**Work task:**
Write out exactly the lines of the entries below, from the first through the line containing "use crate::error::MotionLoadError;", and nothing beyond them.

[Opening Data for review section]

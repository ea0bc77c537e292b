//! VRMA clips: glTF animations tagged with `VRMC_vrm_animation`.
//!
//! Channel rotations are converted to normalized humanoid rotations against
//! the clip's own rest pose, and the hips translation becomes an offset in
//! hips-height units, so the clip retargets onto any VRM avatar.

use glam::{Quat, Vec3};
use gltf::animation::util::ReadOutputs;
use std::collections::HashMap;

use super::clip::{Interpolation, MotionClip, Track};
use super::MotionFileType;
use crate::avatar::loader::skeleton_from_document;
use crate::avatar::vrm;
use crate::error::MotionLoadError;

/// Parse a VRMA clip. `fallback_name` is used when the animation is unnamed.
pub fn parse_vrma(data: &[u8], fallback_name: &str) -> Result<MotionClip, MotionLoadError> {
    let root = vrm::json_chunk(data).map_err(MotionLoadError::Parse)?;
    let human_bones = root
        .pointer("/extensions/VRMC_vrm_animation/humanoid/humanBones")
        .and_then(|b| b.as_object())
        .ok_or_else(|| {
            MotionLoadError::Malformed("missing VRMC_vrm_animation humanoid".to_string())
        })?;

    let (document, buffers, _images) =
        gltf::import_slice(data).map_err(|e| MotionLoadError::Parse(e.to_string()))?;

    let node_count = document.nodes().count();
    let bone_to_node: HashMap<String, usize> = human_bones
        .iter()
        .filter_map(|(bone, v)| {
            let node = v.get("node").and_then(|n| n.as_u64())? as usize;
            (node < node_count).then(|| (bone.clone(), node))
        })
        .collect();
    let node_to_bone: HashMap<usize, String> = bone_to_node
        .iter()
        .map(|(bone, &node)| (node, bone.clone()))
        .collect();
    let skeleton = skeleton_from_document(&document, bone_to_node);

    let animation = document
        .animations()
        .next()
        .ok_or_else(|| MotionLoadError::Malformed("file has no animation".to_string()))?;

    let mut rotations: HashMap<String, Track<Quat>> = HashMap::new();
    let mut hips_offset: Option<Track<Vec3>> = None;

    for channel in animation.channels() {
        let node = channel.target().node().index();
        let Some(bone) = node_to_bone.get(&node) else {
            continue;
        };

        let interpolation = match channel.sampler().interpolation() {
            gltf::animation::Interpolation::Step => Interpolation::Step,
            gltf::animation::Interpolation::Linear => Interpolation::Linear,
            gltf::animation::Interpolation::CubicSpline => Interpolation::CubicSpline,
        };
        // spline tangents sit at positions 0 and 2 of each triplet
        let is_tangent =
            |i: usize| interpolation == Interpolation::CubicSpline && i % 3 != 1;

        let reader = channel.reader(|buffer| Some(&buffers[buffer.index()]));
        let times: Vec<f32> = reader
            .read_inputs()
            .ok_or_else(|| {
                MotionLoadError::Malformed(format!("channel for '{}' has no inputs", bone))
            })?
            .collect();

        match reader.read_outputs() {
            Some(ReadOutputs::Rotations(raw)) => {
                let (parent, own) = skeleton.rest_frame(node);
                let own_inv = own.inverse();
                let values = raw
                    .into_f32()
                    .enumerate()
                    .map(|(i, q)| {
                        let q = parent * Quat::from_array(q) * own_inv;
                        if is_tangent(i) {
                            q
                        } else {
                            q.normalize()
                        }
                    })
                    .collect();
                rotations.insert(bone.clone(), Track::new(times, values, interpolation)?);
            }
            Some(ReadOutputs::Translations(raw)) if bone == "hips" => {
                let Some(height) = skeleton.hips_height() else {
                    tracing::warn!("VRMA hips translation ignored: rest hips height is zero");
                    continue;
                };
                let (parent, _) = skeleton.rest_frame(node);
                let rest = skeleton.rest_translations[node];
                let values = raw
                    .enumerate()
                    .map(|(i, t)| {
                        let t = Vec3::from(t);
                        if is_tangent(i) {
                            parent * t / height
                        } else {
                            parent * (t - rest) / height
                        }
                    })
                    .collect();
                hips_offset = Some(Track::new(times, values, interpolation)?);
            }
            _ => {}
        }
    }

    let duration = rotations
        .values()
        .map(Track::end_time)
        .chain(hips_offset.iter().map(Track::end_time))
        .fold(0.0f32, f32::max);

    let name = animation
        .name()
        .filter(|n| !n.is_empty())
        .unwrap_or(fallback_name);

    MotionClip::new(name, MotionFileType::Vrma, duration, rotations, hips_offset)
}
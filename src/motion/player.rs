//! Motion playback with looping, cross-fade and one-shot overlays.

use std::sync::Arc;

use super::clip::{MotionClip, Pose};

/// Playback position within one clip.
#[derive(Debug, Clone)]
struct Layer {
    clip: Arc<MotionClip>,
    time: f32,
    looping: bool,
}

impl Layer {
    fn new(clip: Arc<MotionClip>, looping: bool) -> Self {
        Self {
            clip,
            time: 0.0,
            looping,
        }
    }

    fn advance(&mut self, delta: f32) {
        let duration = self.clip.duration();
        self.time += delta;
        if self.looping {
            self.time = self.time.rem_euclid(duration);
        } else {
            self.time = self.time.min(duration);
        }
    }

    fn finished(&self) -> bool {
        !self.looping && self.time >= self.clip.duration()
    }

    fn sample(&self) -> Pose {
        self.clip.sample(self.time)
    }
}

/// A base clip being faded out after replacement.
#[derive(Debug, Clone)]
struct FadeOut {
    layer: Layer,
    elapsed: f32,
}

/// Drives the primary animation layer and an optional one-shot on top of it.
#[derive(Debug, Clone)]
pub struct MotionPlayer {
    base: Option<Layer>,
    outgoing: Option<FadeOut>,
    one_shot: Option<Layer>,
    crossfade: f32,
}

impl Default for MotionPlayer {
    fn default() -> Self {
        Self::new(0.3)
    }
}

impl MotionPlayer {
    /// `crossfade` is the blend window (seconds) used when clips replace each other.
    pub fn new(crossfade: f32) -> Self {
        Self {
            base: None,
            outgoing: None,
            one_shot: None,
            crossfade: if crossfade.is_finite() { crossfade.max(0.0) } else { 0.0 },
        }
    }

    /// Make `clip` the base clip, cross-fading from the current one if any.
    pub fn play(&mut self, clip: Arc<MotionClip>, looping: bool) {
        tracing::debug!(
            "Playing motion '{}' ({:.2}s, loop={})",
            clip.name,
            clip.duration(),
            looping
        );
        let previous = self.base.replace(Layer::new(clip, looping));
        self.outgoing = match previous {
            Some(layer) if self.crossfade > 0.0 => Some(FadeOut { layer, elapsed: 0.0 }),
            _ => None,
        };
    }

    /// Play `clip` once over the base clip, then fade back to the base.
    pub fn play_once(&mut self, clip: Arc<MotionClip>) {
        tracing::debug!("Playing one-shot motion '{}' ({:.2}s)", clip.name, clip.duration());
        self.one_shot = Some(Layer::new(clip, false));
    }

    /// Clear all layers; subsequent poses are the rest pose.
    pub fn stop(&mut self) {
        self.base = None;
        self.outgoing = None;
        self.one_shot = None;
    }

    pub fn is_playing(&self) -> bool {
        self.base.is_some() || self.one_shot.is_some()
    }

    /// The clip occupying the primary layer.
    pub fn current_clip(&self) -> Option<&Arc<MotionClip>> {
        self.base.as_ref().map(|l| &l.clip)
    }

    /// Playback time within the base clip.
    pub fn time(&self) -> f32 {
        self.base.as_ref().map(|l| l.time).unwrap_or(0.0)
    }

    /// Advance all layers by `delta` seconds and return the composed pose.
    /// Negative or non-finite deltas count as zero.
    pub fn advance(&mut self, delta: f32) -> Pose {
        let delta = if delta.is_finite() { delta.max(0.0) } else { 0.0 };

        if let Some(base) = &mut self.base {
            base.advance(delta);
        }
        if let Some(fade) = &mut self.outgoing {
            fade.layer.advance(delta);
            fade.elapsed += delta;
            if fade.elapsed >= self.crossfade {
                self.outgoing = None;
            }
        }
        if let Some(shot) = &mut self.one_shot {
            shot.advance(delta);
            if shot.finished() {
                tracing::debug!("One-shot motion '{}' finished", shot.clip.name);
                self.one_shot = None;
            }
        }

        self.compose()
    }

    fn compose(&self) -> Pose {
        let mut pose = self.base.as_ref().map(Layer::sample).unwrap_or_default();

        if let Some(fade) = &self.outgoing {
            let weight = fade.elapsed / self.crossfade;
            pose = fade.layer.sample().blend(&pose, weight);
        }

        if let Some(shot) = &self.one_shot {
            let duration = shot.clip.duration();
            let weight = if self.crossfade > 0.0 {
                let fade_window = self.crossfade.min(duration * 0.5);
                (shot.time / fade_window)
                    .min((duration - shot.time) / fade_window)
                    .clamp(0.0, 1.0)
            } else {
                1.0
            };
            pose = pose.overlay(&shot.sample(), weight);
        }

        pose
    }
}
//! In-memory fixtures: a small VRM avatar, a VRMA idle clip, and WAV speech.

use async_trait::async_trait;
use serde_json::{json, Value};
use std::io::Cursor;
use std::sync::atomic::{AtomicUsize, Ordering};
use std::sync::Arc;
use std::time::Duration;

use crate::avatar::{parse_avatar, AssetLoader, Avatar};
use crate::error::LoadError;

const CHUNK_JSON: u32 = 0x4E4F_534A;
const CHUNK_BIN: u32 = 0x004E_4942;

/// Pack a glTF JSON document and binary buffer into GLB bytes.
pub fn glb(json: &Value, bin: &[u8]) -> Vec<u8> {
    let mut json_bytes = serde_json::to_vec(json).unwrap();
    while json_bytes.len() % 4 != 0 {
        json_bytes.push(b' ');
    }
    let mut bin_bytes = bin.to_vec();
    while bin_bytes.len() % 4 != 0 {
        bin_bytes.push(0);
    }

    let mut total = 12 + 8 + json_bytes.len();
    if !bin_bytes.is_empty() {
        total += 8 + bin_bytes.len();
    }

    let mut out = Vec::with_capacity(total);
    out.extend_from_slice(b"glTF");
    out.extend_from_slice(&2u32.to_le_bytes());
    out.extend_from_slice(&(total as u32).to_le_bytes());
    out.extend_from_slice(&(json_bytes.len() as u32).to_le_bytes());
    out.extend_from_slice(&CHUNK_JSON.to_le_bytes());
    out.extend_from_slice(&json_bytes);
    if !bin_bytes.is_empty() {
        out.extend_from_slice(&(bin_bytes.len() as u32).to_le_bytes());
        out.extend_from_slice(&CHUNK_BIN.to_le_bytes());
        out.extend_from_slice(&bin_bytes);
    }
    out
}

/// Accumulates float data into one buffer with a view + accessor per block.
#[derive(Default)]
struct BufferBuilder {
    bin: Vec<u8>,
    views: Vec<Value>,
    accessors: Vec<Value>,
}

impl BufferBuilder {
    /// Append `data` as an accessor of `kind` ("SCALAR", "VEC3", "VEC4").
    fn push(&mut self, kind: &str, data: &[f32]) -> usize {
        let width = match kind {
            "SCALAR" => 1,
            "VEC3" => 3,
            "VEC4" => 4,
            other => panic!("unsupported accessor type {}", other),
        };
        let count = data.len() / width;

        let mut min = vec![f32::MAX; width];
        let mut max = vec![f32::MIN; width];
        for chunk in data.chunks(width) {
            for (i, &v) in chunk.iter().enumerate() {
                min[i] = min[i].min(v);
                max[i] = max[i].max(v);
            }
        }

        let offset = self.bin.len();
        for v in data {
            self.bin.extend_from_slice(&v.to_le_bytes());
        }

        self.views.push(json!({
            "buffer": 0,
            "byteOffset": offset,
            "byteLength": data.len() * 4,
        }));
        self.accessors.push(json!({
            "bufferView": self.views.len() - 1,
            "componentType": 5126,
            "count": count,
            "type": kind,
            "min": min,
            "max": max,
        }));
        self.accessors.len() - 1
    }

    fn finish(self, mut doc: Value) -> Vec<u8> {
        doc["buffers"] = json!([{ "byteLength": self.bin.len() }]);
        doc["bufferViews"] = Value::Array(self.views);
        doc["accessors"] = Value::Array(self.accessors);
        glb(&doc, &self.bin)
    }
}

/// A VRM 1.0 avatar: hips > spine > chest > neck > head > eyes, plus a face
/// mesh with `aa`, `happy` and `blink` morph targets.
pub fn avatar_glb() -> Vec<u8> {
    let mut buf = BufferBuilder::default();
    let positions = buf.push("VEC3", &[0.0, 1.5, 0.0, 0.1, 1.5, 0.0, 0.0, 1.6, 0.0]);
    let targets: Vec<usize> = (0..3)
        .map(|_| buf.push("VEC3", &[0.0, 0.01, 0.0, 0.0, 0.01, 0.0, 0.0, 0.01, 0.0]))
        .collect();

    let empty = json!({ "morphTargetBinds": [] });
    let doc = json!({
        "asset": { "version": "2.0" },
        "extensionsUsed": ["VRMC_vrm"],
        "scene": 0,
        "scenes": [{ "nodes": [0, 7] }],
        "nodes": [
            { "name": "Hips", "translation": [0.0, 1.0, 0.0], "children": [1] },
            { "name": "Spine", "translation": [0.0, 0.1, 0.0], "children": [2] },
            { "name": "Chest", "translation": [0.0, 0.1, 0.0], "children": [3] },
            { "name": "Neck", "translation": [0.0, 0.2, 0.0], "children": [4] },
            { "name": "Head", "translation": [0.0, 0.1, 0.0], "children": [5, 6] },
            { "name": "LeftEye", "translation": [0.03, 0.05, 0.05] },
            { "name": "RightEye", "translation": [-0.03, 0.05, 0.05] },
            { "name": "Face", "mesh": 0 }
        ],
        "meshes": [{
            "name": "Face",
            "primitives": [{
                "attributes": { "POSITION": positions },
                "targets": targets.iter().map(|&t| json!({ "POSITION": t })).collect::<Vec<_>>()
            }],
            "extras": { "targetNames": ["Face.MTH_A", "Face.Joy", "Face.Blink"] }
        }],
        "extensions": {
            "VRMC_vrm": {
                "specVersion": "1.0",
                "humanoid": { "humanBones": {
                    "hips": { "node": 0 },
                    "spine": { "node": 1 },
                    "chest": { "node": 2 },
                    "neck": { "node": 3 },
                    "head": { "node": 4 },
                    "leftEye": { "node": 5 },
                    "rightEye": { "node": 6 }
                }},
                "expressions": { "preset": {
                    "aa": { "morphTargetBinds": [{ "node": 7, "index": 0, "weight": 1.0 }] },
                    "happy": { "morphTargetBinds": [{ "node": 7, "index": 1, "weight": 1.0 }] },
                    "blink": { "morphTargetBinds": [{ "node": 7, "index": 2, "weight": 1.0 }] },
                    "neutral": empty.clone(),
                    "angry": empty.clone(),
                    "sad": empty.clone(),
                    "relaxed": empty.clone(),
                    "surprised": empty
                }}
            }
        }
    });

    buf.finish(doc)
}

/// A closed-loop VRMA idle clip of `duration` seconds: the head turns 0.5 rad
/// about Y at mid-clip and back, the hips bob up by 0.1, and the spine holds
/// its (90° twisted) rest rotation.
pub fn idle_vrma(duration: f32) -> Vec<u8> {
    let half = duration * 0.5;
    let twist = glam::Quat::from_rotation_y(std::f32::consts::FRAC_PI_2);
    let turn = glam::Quat::from_rotation_y(0.5);

    let mut buf = BufferBuilder::default();
    let times3 = buf.push("SCALAR", &[0.0, half, duration]);
    let times2 = buf.push("SCALAR", &[0.0, duration]);
    let head = buf.push(
        "VEC4",
        &[[0.0, 0.0, 0.0, 1.0], turn.to_array(), [0.0, 0.0, 0.0, 1.0]].concat(),
    );
    let spine = buf.push("VEC4", &[twist.to_array(), twist.to_array()].concat());
    let hips = buf.push("VEC3", &[0.0, 1.0, 0.0, 0.0, 1.1, 0.0, 0.0, 1.0, 0.0]);

    let doc = json!({
        "asset": { "version": "2.0" },
        "extensionsUsed": ["VRMC_vrm_animation"],
        "nodes": [
            { "name": "Hips", "translation": [0.0, 1.0, 0.0], "children": [1] },
            { "name": "Spine", "translation": [0.0, 0.1, 0.0], "rotation": twist.to_array(), "children": [2] },
            { "name": "Head", "translation": [0.0, 0.5, 0.0] }
        ],
        "animations": [{
            "samplers": [
                { "input": times3, "output": head, "interpolation": "LINEAR" },
                { "input": times2, "output": spine, "interpolation": "LINEAR" },
                { "input": times3, "output": hips, "interpolation": "LINEAR" }
            ],
            "channels": [
                { "sampler": 0, "target": { "node": 2, "path": "rotation" } },
                { "sampler": 1, "target": { "node": 1, "path": "rotation" } },
                { "sampler": 2, "target": { "node": 0, "path": "translation" } }
            ]
        }],
        "extensions": {
            "VRMC_vrm_animation": {
                "specVersion": "1.0",
                "humanoid": { "humanBones": {
                    "hips": { "node": 0 },
                    "spine": { "node": 1 },
                    "head": { "node": 2 }
                }}
            }
        }
    });

    buf.finish(doc)
}

/// A bone-rotation JSON clip raising the right upper arm and lowering it again.
pub fn wave_json(duration: f32) -> Vec<u8> {
    let up = glam::Quat::from_rotation_z(1.0).to_array();
    let rest = [0.0, 0.0, 0.0, 1.0];
    serde_json::to_vec(&json!({
        "name": "wave",
        "fps": 2.0 / duration,
        "bones": { "rightUpperArm": [rest, up] }
    }))
    .unwrap()
}

/// 16-bit mono WAV bytes.
pub fn wav_bytes(sample_rate: u32, samples: &[f32]) -> Vec<u8> {
    let spec = hound::WavSpec {
        channels: 1,
        sample_rate,
        bits_per_sample: 16,
        sample_format: hound::SampleFormat::Int,
    };
    let mut out = Vec::new();
    {
        let mut writer = hound::WavWriter::new(Cursor::new(&mut out), spec).unwrap();
        for &s in samples {
            writer
                .write_sample((s.clamp(-1.0, 1.0) * i16::MAX as f32) as i16)
                .unwrap();
        }
        writer.finalize().unwrap();
    }
    out
}

/// A 220 Hz tone at `amplitude` for `loud_secs`, followed by `silent_secs` of silence.
pub fn tone(sample_rate: u32, amplitude: f32, loud_secs: f32, silent_secs: f32) -> Vec<f32> {
    let loud = (loud_secs * sample_rate as f32) as usize;
    let silent = (silent_secs * sample_rate as f32) as usize;
    (0..loud)
        .map(|i| {
            let t = i as f32 / sample_rate as f32;
            amplitude * (2.0 * std::f32::consts::PI * 220.0 * t).sin()
        })
        .chain(std::iter::repeat(0.0).take(silent))
        .collect()
}

/// Speech WAV: `loud_secs` of tone, then `silent_secs` of silence.
pub fn speech_wav(loud_secs: f32, silent_secs: f32) -> Vec<u8> {
    wav_bytes(16_000, &tone(16_000, 0.8, loud_secs, silent_secs))
}

/// Loader that parses the fixture avatar, optionally after a delay.
#[derive(Debug, Clone, Default)]
pub struct FixtureLoader {
    pub delay: Option<Duration>,
    pub calls: Arc<AtomicUsize>,
}

#[async_trait]
impl AssetLoader for FixtureLoader {
    async fn load(&self, url: &str) -> Result<Avatar, LoadError> {
        self.calls.fetch_add(1, Ordering::SeqCst);
        if let Some(delay) = self.delay {
            tokio::time::sleep(delay).await;
        }
        if url.contains("missing") {
            return Err(LoadError::Fetch {
                url: url.to_string(),
                message: "not found".to_string(),
            });
        }
        parse_avatar(&avatar_glb(), url)
    }
}
use anyhow::Result;

use crate::*;

#[test]
fn test_init_creates_config() -> Result<()> {
    let test = CliTest::new()?;

    let (code, stdout, _) = run(test.command().arg("init"))?;

    assert_eq!(code, 0);
    assert_eq!(stdout, "✓ Created .dialsyncrc.json\n");

    let config: serde_json::Value = serde_json::from_str(&test.read_file(".dialsyncrc.json")?)?;
    assert_eq!(config["mobileListing"], MOBILE_LISTING);
    assert_eq!(config["webListing"], WEB_LISTING);
    assert_eq!(config["mobileMessages"], MOBILE_MESSAGES);
    assert_eq!(config["webMessages"], WEB_MESSAGES);
    assert_eq!(config["output"], OUTPUT);

    Ok(())
}

#[test]
fn test_init_refuses_to_overwrite() -> Result<()> {
    let test = CliTest::new()?;
    test.write_file(".dialsyncrc.json", "{}")?;

    let (code, _, stderr) = run(test.command().arg("init"))?;

    assert_eq!(code, 2);
    assert_eq!(stderr, "Error: .dialsyncrc.json already exists\n");
    assert_eq!(test.read_file(".dialsyncrc.json")?, "{}");

    Ok(())
}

[Closing Data for review section]

**Answer section:**
repository ea0bc77c537e292b
//! VRMA clips: glTF animations tagged with `VRMC_vrm_animation`.
//!
//! Channel rotations are converted to normalized humanoid rotations against
//! the clip's own rest pose, and the hips translation becomes an offset in
//! hips-height units, so the clip retargets onto any VRM avatar.

use glam::{Quat, Vec3};
use gltf::animation::util::ReadOutputs;
use std::collections::HashMap;

use super::clip::{Interpolation, MotionClip, Track};
use super::MotionFileType;
use crate::avatar::loader::skeleton_from_document;
use crate::avatar::vrm;
use crate::error::MotionLoadError;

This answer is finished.